● Work order
State the number of lines that hold "registry" in the records below, with no other words.

● Collected data

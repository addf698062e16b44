//! Configuration data model and validation

use crate::registry::ServerRegistry;
use crate::types::{AppError, Result};
use serde::{Deserialize, Serialize};
use std::time::Duration;

/// Largest accepted upload payload
pub const MAX_UPLOAD_PAYLOAD_BYTES: u64 = 256 * 1024 * 1024;

/// Main application configuration
#[derive(Debug, Clone, PartialEq, Serialize, Deserialize)]
pub struct Config {
    /// Server identifier to test against (`auto` for the default server)
    #[serde(default = "default_server")]
    pub server: String,

    /// Server that `auto` resolves to
    #[serde(default = "default_default_server")]
    pub default_server: String,

    /// Timeout for a single latency probe in milliseconds
    #[serde(default = "default_probe_timeout_ms")]
    pub probe_timeout_ms: u64,

    /// Timeout for a whole download or upload in seconds
    #[serde(default = "default_transfer_timeout_secs")]
    pub transfer_timeout_seconds: u64,

    /// Size of the upload payload in bytes
    #[serde(default = "default_upload_payload_bytes")]
    pub upload_payload_bytes: u64,

    /// Number of history entries to display
    #[serde(default = "default_history_display")]
    pub history_display: usize,

    /// Number of consecutive runs to perform
    #[serde(default = "default_runs")]
    pub runs: u32,

    /// Enable colored terminal output
    #[serde(default = "default_enable_color")]
    pub enable_color: bool,

    /// Enable verbose output
    #[serde(default)]
    pub verbose: bool,

    /// Enable debug output
    #[serde(default)]
    pub debug: bool,

    /// Print results as JSON instead of tables
    #[serde(default)]
    pub json: bool,
}

impl Default for Config {
    fn default() -> Self {
        Self {
            server: default_server(),
            default_server: default_default_server(),
            probe_timeout_ms: default_probe_timeout_ms(),
            transfer_timeout_seconds: default_transfer_timeout_secs(),
            upload_payload_bytes: default_upload_payload_bytes(),
            history_display: default_history_display(),
            runs: default_runs(),
            enable_color: default_enable_color(),
            verbose: false,
            debug: false,
            json: false,
        }
    }
}

impl Config {
    /// Create a new configuration with default values
    pub fn new() -> Self {
        Self::default()
    }

    /// Get probe timeout as Duration
    pub fn probe_timeout(&self) -> Duration {
        Duration::from_millis(self.probe_timeout_ms)
    }

    /// Get transfer timeout as Duration
    pub fn transfer_timeout(&self) -> Duration {
        Duration::from_secs(self.transfer_timeout_seconds)
    }

    /// Validate the configuration and return the first problem found
    pub fn validate(&self) -> Result<()> {
        let registry = ServerRegistry::builtin();

        if self.server.trim().is_empty() {
            return Err(AppError::config("Server identifier cannot be empty"));
        }

        if !registry.is_known(&self.server) {
            return Err(AppError::config(format!(
                "Unknown server '{}'; expected one of: {}",
                self.server,
                registry.identifiers().join(", ")
            )));
        }

        if !registry.is_concrete(&self.default_server) {
            return Err(AppError::config(format!(
                "Default server must be a concrete server, got '{}'",
                self.default_server
            )));
        }

        if self.probe_timeout_ms < 100 {
            return Err(AppError::config("Probe timeout must be at least 100ms"));
        }

        if self.probe_timeout_ms > 60_000 {
            return Err(AppError::config("Probe timeout cannot exceed 60000ms"));
        }

        if self.transfer_timeout_seconds == 0 {
            return Err(AppError::config("Transfer timeout must be greater than 0"));
        }

        if self.transfer_timeout_seconds > 600 {
            return Err(AppError::config("Transfer timeout cannot exceed 600 seconds"));
        }

        if self.upload_payload_bytes == 0 {
            return Err(AppError::config("Upload payload must be at least 1 byte"));
        }

        if self.upload_payload_bytes > MAX_UPLOAD_PAYLOAD_BYTES {
            return Err(AppError::config(format!(
                "Upload payload cannot exceed {} bytes",
                MAX_UPLOAD_PAYLOAD_BYTES
            )));
        }

        if self.history_display == 0 || self.history_display > 100 {
            return Err(AppError::config("History display count must be between 1 and 100"));
        }

        if self.runs == 0 || self.runs > 50 {
            return Err(AppError::config("Run count must be between 1 and 50"));
        }

        Ok(())
    }

    /// Merge environment variables into this configuration
    pub fn merge_from_env(&mut self) -> Result<()> {
        if let Ok(server) = std::env::var("SPEEDTEST_SERVER") {
            self.server = server.trim().to_lowercase();
        }

        if let Ok(default_server) = std::env::var("DEFAULT_SERVER") {
            self.default_server = default_server.trim().to_lowercase();
        }

        if let Ok(value) = std::env::var("PROBE_TIMEOUT_MS") {
            self.probe_timeout_ms = value.trim().parse()
                .map_err(|e| AppError::config(format!("Invalid PROBE_TIMEOUT_MS value '{}': {}", value, e)))?;
        }

        if let Ok(value) = std::env::var("TRANSFER_TIMEOUT_SECONDS") {
            self.transfer_timeout_seconds = value.trim().parse()
                .map_err(|e| AppError::config(format!("Invalid TRANSFER_TIMEOUT_SECONDS value '{}': {}", value, e)))?;
        }

        if let Ok(value) = std::env::var("UPLOAD_PAYLOAD_BYTES") {
            self.upload_payload_bytes = crate::cli::parse_size(&value)
                .map_err(|e| AppError::config(format!("Invalid UPLOAD_PAYLOAD_BYTES value '{}': {}", value, e)))?;
        }

        if let Ok(value) = std::env::var("HISTORY_DISPLAY") {
            self.history_display = value.trim().parse()
                .map_err(|e| AppError::config(format!("Invalid HISTORY_DISPLAY value '{}': {}", value, e)))?;
        }

        if let Ok(value) = std::env::var("RUN_COUNT") {
            self.runs = value.trim().parse()
                .map_err(|e| AppError::config(format!("Invalid RUN_COUNT value '{}': {}", value, e)))?;
        }

        if let Ok(value) = std::env::var("ENABLE_COLOR") {
            self.enable_color = value.trim().parse()
                .map_err(|e| AppError::config(format!("Invalid ENABLE_COLOR value '{}': {}", value, e)))?;
        }

        Ok(())
    }
}

// Default value functions for serde
fn default_server() -> String {
    crate::defaults::AUTO_SERVER_ID.to_string()
}

fn default_default_server() -> String {
    crate::defaults::DEFAULT_SERVER_ID.to_string()
}

fn default_probe_timeout_ms() -> u64 {
    crate::defaults::DEFAULT_PROBE_TIMEOUT.as_millis() as u64
}

fn default_transfer_timeout_secs() -> u64 {
    crate::defaults::DEFAULT_TRANSFER_TIMEOUT.as_secs()
}

fn default_upload_payload_bytes() -> u64 {
    crate::defaults::DEFAULT_UPLOAD_PAYLOAD_BYTES
}

fn default_history_display() -> usize {
    crate::defaults::DEFAULT_HISTORY_DISPLAY
}

fn default_runs() -> u32 {
    crate::defaults::DEFAULT_RUN_COUNT
}

fn default_enable_color() -> bool {
    crate::defaults::DEFAULT_ENABLE_COLOR
}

● Result of this exercise
5